[Source records — start]

//! Cache key construction.
//!
//! A key is the operation id followed by each parameter, joined with `_`.
//! `_` and `\` are reserved: inside a parameter they are written as `\_` and
//! `\\`, everything else passes through untouched. Free text is not
//! normalized, so `"Alien"` and `"alien"` are different keys.

use std::fmt;

/// Separator between the operation id and each parameter.
pub const KEY_SEPARATOR: char = '_';

const ESCAPE: char = '\\';

/// Catalog reads whose responses are cached.
#[derive(Debug, Clone, Copy, PartialEq, Eq, Hash)]
pub enum Operation {
    UpcomingMovies,
    LatestMovie,
    PopularMovies,
    TopRatedMovies,
    SearchMovies,
    MovieDetails,
    SimilarMovies,
}

impl Operation {
    pub const ALL: [Operation; 7] = [
        Operation::UpcomingMovies,
        Operation::LatestMovie,
        Operation::PopularMovies,
        Operation::TopRatedMovies,
        Operation::SearchMovies,
        Operation::MovieDetails,
        Operation::SimilarMovies,
    ];

    /// Stable identifier used as the key prefix.
    pub fn as_str(&self) -> &'static str {
        match self {
            Operation::UpcomingMovies => "upcoming_movies",
            Operation::LatestMovie => "latest_movie",
            Operation::PopularMovies => "popular_movies",
            Operation::TopRatedMovies => "top_rated_movies",
            Operation::SearchMovies => "search_movies",
            Operation::MovieDetails => "movie_details",
            Operation::SimilarMovies => "similar_movies",
        }
    }
}

impl fmt::Display for Operation {
    fn fmt(&self, f: &mut fmt::Formatter<'_>) -> fmt::Result {
        f.write_str(self.as_str())
    }
}

/// One significant request parameter.
#[derive(Debug, Clone, Copy, PartialEq, Eq)]
pub enum KeyPart<'a> {
    /// Rendered in base 10
    Int(u64),
    /// Rendered verbatim apart from escaping reserved characters
    Text(&'a str),
}

impl From<u32> for KeyPart<'_> {
    fn from(n: u32) -> Self {
        KeyPart::Int(u64::from(n))
    }
}

impl From<u64> for KeyPart<'_> {
    fn from(n: u64) -> Self {
        KeyPart::Int(n)
    }
}

impl<'a> From<&'a str> for KeyPart<'a> {
    fn from(s: &'a str) -> Self {
        KeyPart::Text(s)
    }
}

impl<'a> From<&'a String> for KeyPart<'a> {
    fn from(s: &'a String) -> Self {
        KeyPart::Text(s.as_str())
    }
}

/// Builds the cache key for `operation` with `parts` in order.
pub fn build_key(operation: Operation, parts: &[KeyPart<'_>]) -> String {
    let mut key = String::from(operation.as_str());
    for part in parts {
        key.push(KEY_SEPARATOR);
        match part {
            KeyPart::Int(n) => key.push_str(&n.to_string()),
            KeyPart::Text(text) => push_escaped(&mut key, text),
        }
    }
    key
}

fn push_escaped(key: &mut String, text: &str) {
    for c in text.chars() {
        if c == KEY_SEPARATOR || c == ESCAPE {
            key.push(ESCAPE);
        }
        key.push(c);
    }
}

[Source records — finish]

Task brief:
Set the entries down again exactly, beginning with their first line and ending with the line that contains "pub const KEY_SEPARATOR: char = '_';"; omit all other lines.

Answer to the problem:
//! Cache key construction.
//!
//! A key is the operation id followed by each parameter, joined with `_`.
//! `_` and `\` are reserved: inside a parameter they are written as `\_` and
//! `\\`, everything else passes through untouched. Free text is not
//! normalized, so `"Alien"` and `"alien"` are different keys.

use std::fmt;

/// Separator between the operation id and each parameter.
pub const KEY_SEPARATOR: char = '_';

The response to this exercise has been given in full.